#### [ACTIVITY]
In the answer, every entry must appear exactly as given.

#### [AVAILABLE DATA]
pub mod relay;
pub mod site_config;

#[cfg(feature = "cli")]
use clap::Parser;

pub use relay::{GatewayCredentials, RelayConfig};
pub use site_config::SiteConfig;

/// Command line of the `lead-intake` binary: one flag per form field.
#[cfg(feature = "cli")]
#[derive(Debug, Clone, Parser)]
#[command(name = "lead-intake")]
#[command(about = "Submit a lead through the landing-page intake flow")]
pub struct CliConfig {
    /// Path to TOML configuration file
    #[arg(short, long, default_value = "lead-intake.toml")]
    pub config: String,

    #[arg(long, default_value = "")]
    pub first_name: String,

    #[arg(long, default_value = "")]
    pub last_name: String,

    #[arg(long, default_value = "")]
    pub phone_number: String,

    #[arg(long, default_value = "")]
    pub email_address: String,

    #[arg(long, default_value = "")]
    pub zip_code: String,

    /// One of the case types listed by --list-case-types
    #[arg(long, default_value = "")]
    pub case_type: String,

    #[arg(long, default_value = "")]
    pub description: String,

    /// Print the accepted case types and exit
    #[arg(long)]
    pub list_case_types: bool,

    /// Validate only, do not contact any service
    #[arg(long)]
    pub dry_run: bool,

    #[arg(short, long, help = "Enable verbose output")]
    pub verbose: bool,
}

#[cfg(feature = "cli")]
impl CliConfig {
    /// Field updates in form order, as the page would apply them.
    pub fn field_updates(&self) -> Vec<(crate::domain::model::LeadField, String)> {
        use crate::domain::model::LeadField;

        vec![
            (LeadField::FirstName, self.first_name.clone()),
            (LeadField::LastName, self.last_name.clone()),
            (LeadField::PhoneNumber, self.phone_number.clone()),
            (LeadField::EmailAddress, self.email_address.clone()),
            (LeadField::ZipCode, self.zip_code.clone()),
            (LeadField::CaseType, self.case_type.clone()),
            (LeadField::Description, self.description.clone()),
        ]
    }
}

#### [TASK RESULT]
pub mod relay;
pub mod site_config;

#[cfg(feature = "cli")]
use clap::Parser;

pub use relay::{GatewayCredentials, RelayConfig};
pub use site_config::SiteConfig;

/// Command line of the `lead-intake` binary: one flag per form field.
#[cfg(feature = "cli")]
#[derive(Debug, Clone, Parser)]
#[command(name = "lead-intake")]
#[command(about = "Submit a lead through the landing-page intake flow")]
pub struct CliConfig {
    /// Path to TOML configuration file
    #[arg(short, long, default_value = "lead-intake.toml")]
    pub config: String,

    #[arg(long, default_value = "")]
    pub first_name: String,

    #[arg(long, default_value = "")]
    pub last_name: String,

    #[arg(long, default_value = "")]
    pub phone_number: String,

    #[arg(long, default_value = "")]
    pub email_address: String,

    #[arg(long, default_value = "")]
    pub zip_code: String,

    /// One of the case types listed by --list-case-types
    #[arg(long, default_value = "")]
    pub case_type: String,

    #[arg(long, default_value = "")]
    pub description: String,

    /// Print the accepted case types and exit
    #[arg(long)]
    pub list_case_types: bool,

    /// Validate only, do not contact any service
    #[arg(long)]
    pub dry_run: bool,

    #[arg(short, long, help = "Enable verbose output")]
    pub verbose: bool,
}

#[cfg(feature = "cli")]
impl CliConfig {
    /// Field updates in form order, as the page would apply them.
    pub fn field_updates(&self) -> Vec<(crate::domain::model::LeadField, String)> {
        use crate::domain::model::LeadField;

        vec![
            (LeadField::FirstName, self.first_name.clone()),
            (LeadField::LastName, self.last_name.clone()),
            (LeadField::PhoneNumber, self.phone_number.clone()),
            (LeadField::EmailAddress, self.email_address.clone()),
            (LeadField::ZipCode, self.zip_code.clone()),
            (LeadField::CaseType, self.case_type.clone()),
            (LeadField::Description, self.description.clone()),
        ]
    }
}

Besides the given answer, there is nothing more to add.